Exactly reproduce the lines from the top of the entries below through the line containing "and nothing here", with both ends included.

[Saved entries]
________________________

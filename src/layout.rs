//! The per-window layout state machine.
//!
//! [`next`] is a pure, total function of `(state, command, bounds)` — every
//! pair of state and command maps to a defined successor, and nothing here
//! touches the window system. That makes the cycling behaviour (Top pressed
//! repeatedly walks third → two-thirds → third …) trivially testable.
//!
//! All divisions are integer floor division on pixel coordinates. For the
//! halves, the flooring remainder goes to the right half so `Left` and
//! `Right` tile the effective bounds exactly.

use crate::command::Command;
use crate::geometry::Rect;

/// The snapped position last applied to a window.
///
/// Exactly one state exists per tracked window; it is the only input (besides
/// the command and the display bounds) to [`next`].
#[derive(Debug, Clone, Copy, Default, PartialEq, Eq)]
pub enum LayoutState {
    /// No snap command has been applied yet.
    #[default]
    Unpositioned,
    LeftHalf,
    RightHalf,
    TopThird,
    TopTwoThirds,
    BottomThird,
    BottomTwoThirds,
    Centered,
    Maximized,
    Minimized,
}

/// What the dispatcher must do to realise a transition.
#[derive(Debug, Clone, Copy, PartialEq, Eq)]
pub enum Placement {
    /// Move/resize the window to an explicit rect.
    Move(Rect),
    /// Delegate to the window system's native maximize.
    Maximize,
    /// Delegate to the window system's native minimize.
    Minimize,
}

/// Compute the successor state and placement for `command` given the
/// window's current `state` and the owning display's effective `bounds`.
pub fn next(state: LayoutState, command: Command, bounds: Rect) -> (LayoutState, Placement) {
    let b = bounds;
    match command {
        Command::Left => {
            let rect = Rect::new(b.x, b.y, b.w / 2, b.h);
            (LayoutState::LeftHalf, Placement::Move(rect))
        }
        Command::Right => {
            // Right half absorbs the odd pixel so the two halves tile B.
            let left_w = b.w / 2;
            let rect = Rect::new(b.x + left_w, b.y, b.w - left_w, b.h);
            (LayoutState::RightHalf, Placement::Move(rect))
        }
        Command::Top => match state {
            LayoutState::TopThird => {
                let rect = Rect::new(b.x, b.y + b.h / 3, b.w, 2 * b.h / 3);
                (LayoutState::TopTwoThirds, Placement::Move(rect))
            }
            _ => {
                let rect = Rect::new(b.x, b.y, b.w, b.h / 3);
                (LayoutState::TopThird, Placement::Move(rect))
            }
        },
        Command::Bottom => match state {
            LayoutState::BottomThird => {
                let rect = Rect::new(b.x, b.y + b.h / 3, b.w, 2 * b.h / 3);
                (LayoutState::BottomTwoThirds, Placement::Move(rect))
            }
            _ => {
                let rect = Rect::new(b.x, b.y + 2 * b.h / 3, b.w, b.h / 3);
                (LayoutState::BottomThird, Placement::Move(rect))
            }
        },
        Command::Center => {
            let rect = Rect::new(b.x + b.w / 4, b.y + b.h / 4, b.w / 2, b.h / 2);
            (LayoutState::Centered, Placement::Move(rect))
        }
        Command::Maximize => (LayoutState::Maximized, Placement::Maximize),
        Command::Minimize => (LayoutState::Minimized, Placement::Minimize),
    }
}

________________________

# Answer for the task
filename src/layout.rs
//! The per-window layout state machine.
//!
//! [`next`] is a pure, total function of `(state, command, bounds)` — every
//! pair of state and command maps to a defined successor, and nothing here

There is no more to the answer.